We used multivariable Cox proportional hazard models for time-to-death analysis to determine hazard from participant enrollment until date of death or censoring at end of follow-up. The variables included in the Cox model included age at enrollment, race/ethnicity, gender, sexual risk factor for HIV, insurance status, CD4 cell count at enrollment, percent of time with VL above 200 copies/ml, and any SUD. Time to endpoints were measured from the start of participant enrollment. The proportional hazards assumption was confirmed by inspecting Kaplan Meier plots for SUD and each covariate.

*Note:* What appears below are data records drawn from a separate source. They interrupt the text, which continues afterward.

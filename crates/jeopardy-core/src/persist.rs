//! Snapshot serialization and field-by-field restore.
//!
//! The persisted blob is JSON of the form
//! `{"gameState": Game, "currentSetupRound": n}`. Writing is a plain serde
//! round-trip. Reading is forgiving: each field is reconciled on its own
//! against a fresh default game, so one damaged field never costs the rest.
//!
//! Restore also accepts blobs written by the browser build, where a round's
//! `categories` is a list of names and `questions` is keyed by category name
//! and then by value, `usedCells` holds `"r-c-v"` strings, and settings use
//! the short `sfx` / `music` keys.

use jeopardy_types::{
    CATEGORY_COUNT, CellId, Game, PointValue, QuestionEntry, Round, Scores, Settings,
};
use serde::{Deserialize, Serialize};
use serde_json::{Map, Value};

/// Errors that make a blob unusable as a whole.
#[derive(Debug, thiserror::Error)]
pub enum PersistError {
    /// The blob is not JSON.
    #[error("snapshot is not valid JSON: {0}")]
    Json(#[from] serde_json::Error),

    /// The blob is JSON but not an object.
    #[error("snapshot root must be a JSON object")]
    NotAnObject,
}

/// Everything needed to resume a session.
#[derive(Debug, Clone, PartialEq, Eq, Serialize, Deserialize)]
#[serde(rename_all = "camelCase")]
pub struct Snapshot {
    /// Full game state.
    pub game_state: Game,
    /// Round open in the setup editor.
    pub current_setup_round: usize,
}

impl Snapshot {
    /// Render as compact JSON.
    ///
    /// # Errors
    ///
    /// Returns the serializer error; none is expected for well-formed state.
    pub fn to_json(&self) -> Result<String, serde_json::Error> {
        serde_json::to_string(self)
    }
}

/// A reconciled snapshot plus the names of fields that fell back to defaults.
#[derive(Debug, Clone, PartialEq, Eq)]
pub struct Restored {
    /// The reconciled snapshot, indices already clamped.
    pub snapshot: Snapshot,
    /// Fields that were present but unusable.
    pub repaired: Vec<String>,
}

/// Reconcile `blob` over a fresh game that carries `settings`.
///
/// Present, valid fields override the defaults; absent fields keep them;
/// present but invalid fields keep them and are listed in
/// [`Restored::repaired`].
///
/// # Errors
///
/// Returns [`PersistError`] only when the blob as a whole is unusable.
pub fn restore(blob: &str, settings: Settings) -> Result<Restored, PersistError> {
    let root: Value = serde_json::from_str(blob)?;
    let Value::Object(root) = root else {
        return Err(PersistError::NotAnObject);
    };

    let mut game = Game::with_settings(settings);
    let mut repaired = Vec::new();

    match root.get("gameState") {
        Some(Value::Object(state)) => reconcile_game(&mut game, state, &mut repaired),
        Some(_) => repaired.push("gameState".to_owned()),
        None => {}
    }

    let mut setup_round = 0;
    if let Some(value) = root.get("currentSetupRound") {
        match value.as_u64().and_then(|n| usize::try_from(n).ok()) {
            Some(n) => setup_round = n,
            None => repaired.push("currentSetupRound".to_owned()),
        }
    }

    let last = game.rounds.len().saturating_sub(1);
    game.current_round_index = game.current_round_index.min(last);
    // Cells of truncated rounds stay marked; only impossible columns go.
    game.used_cells.retain(|cell| cell.category < CATEGORY_COUNT);

    for field in &repaired {
        tracing::warn!(field = field.as_str(), "Persisted field unusable, using default");
    }

    Ok(Restored {
        snapshot: Snapshot {
            game_state: game,
            current_setup_round: setup_round.min(last),
        },
        repaired,
    })
}

fn reconcile_game(game: &mut Game, state: &Map<String, Value>, repaired: &mut Vec<String>) {
    if let Some(value) = state.get("rounds") {
        match value.as_array() {
            Some(items) if !items.is_empty() => {
                game.rounds = items
                    .iter()
                    .enumerate()
                    .map(|(i, item)| {
                        round_from_value(item, i).unwrap_or_else(|| {
                            repaired.push(format!("rounds[{i}]"));
                            Round::new(i.saturating_add(1))
                        })
                    })
                    .collect();
            }
            Some(_) => {}
            None => repaired.push("rounds".to_owned()),
        }
    }

    if let Some(value) = state
        .get("currentRoundIndex")
        .or_else(|| state.get("currentRound"))
    {
        match value.as_u64().and_then(|n| usize::try_from(n).ok()) {
            Some(n) => game.current_round_index = n,
            None => repaired.push("currentRoundIndex".to_owned()),
        }
    }

    if let Some(value) = state.get("scores") {
        match Scores::deserialize(value) {
            Ok(scores) => game.scores = scores,
            Err(_) => repaired.push("scores".to_owned()),
        }
    }

    if let Some(value) = state.get("usedCells") {
        match value {
            Value::Array(items) => {
                game.used_cells = items.iter().filter_map(cell_from_value).collect();
            }
            // A JS `Set` stringifies to `{}`.
            Value::Object(map) if map.is_empty() => {}
            _ => repaired.push("usedCells".to_owned()),
        }
    }

    if let Some(value) = state.get("settings") {
        match value.as_object() {
            Some(map) => reconcile_settings(&mut game.settings, map, repaired),
            None => repaired.push("settings".to_owned()),
        }
    }
}

fn reconcile_settings(
    settings: &mut Settings,
    map: &Map<String, Value>,
    repaired: &mut Vec<String>,
) {
    let flag = |long: &str, short: &str| map.get(long).or_else(|| map.get(short));

    if let Some(value) = flag("sfxEnabled", "sfx") {
        match value.as_bool() {
            Some(on) => settings.sfx_enabled = on,
            None => repaired.push("settings.sfxEnabled".to_owned()),
        }
    }
    if let Some(value) = flag("musicEnabled", "music") {
        match value.as_bool() {
            Some(on) => settings.music_enabled = on,
            None => repaired.push("settings.musicEnabled".to_owned()),
        }
    }
}

fn cell_from_value(value: &Value) -> Option<CellId> {
    match value {
        Value::String(s) => s.parse().ok(),
        Value::Object(_) => CellId::deserialize(value).ok(),
        _ => None,
    }
}

fn round_from_value(value: &Value, position: usize) -> Option<Round> {
    Round::deserialize(value)
        .ok()
        .or_else(|| browser_round(value, position))
}

/// Convert a round in the browser build's name-keyed shape.
fn browser_round(value: &Value, position: usize) -> Option<Round> {
    let obj = value.as_object()?;
    let names = obj.get("categories")?.as_array()?;
    if names.len() != CATEGORY_COUNT {
        return None;
    }
    let questions = obj.get("questions").and_then(Value::as_object);

    let mut round = Round::new(position.saturating_add(1));
    if let Some(name) = obj.get("name").and_then(Value::as_str) {
        name.clone_into(&mut round.name);
    }

    for (category, name) in round.categories.iter_mut().zip(names) {
        let name = name.as_str()?;
        name.clone_into(&mut category.name);

        let Some(by_value) = questions
            .and_then(|q| q.get(name))
            .and_then(Value::as_object)
        else {
            continue;
        };
        for value in PointValue::ALL {
            if let Some(entry) = by_value
                .get(&value.amount().to_string())
                .and_then(|e| QuestionEntry::deserialize(e).ok())
            {
                *category.entry_mut(value) = entry;
            }
        }
    }
    Some(round)
}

In the models for engagement in HIV care, ART prescription, viral suppression, and mortality, SUD was the main covariate of interest, controlling for other covariates. We used sexual risk factor for HIV transmission (instead of HIV transmission risk factor) because all PWID were classified into one of the SUD groups. We used SAS software, version 9.4 (copyright SAS Institute, Inc., Cary, NC, 2002–2012) to conduct all statistical data analyses.

Results

Of 8420 adult DC Cohort participants (have received HIV care in DC), 3168 (37.6%) had a history of any SUD, 2590 (30.7%) with any alcohol use disorder and 538 (6.3%) with any opioid use disorder. Among those with any SUD (n = 3168), the most prevalent SUD category was alcohol only (n = 2141, 67.6%). Black individuals and men accounted for the majority of individuals with all SUD categories (which was also true for the overall study population), and over half of those with and without SUD had CD4 > 500 cells/μl at enrollment. The full distribution of SUD categories and covariates are shown in Tables 1 and 2 and visually represented in Fig. 1.

Table 1.

Demographic characteristics and CD4 cell count at enrollment of DC Cohort participants with and without lifetime history of substance use disorders, 2011–2017 (n = 8420)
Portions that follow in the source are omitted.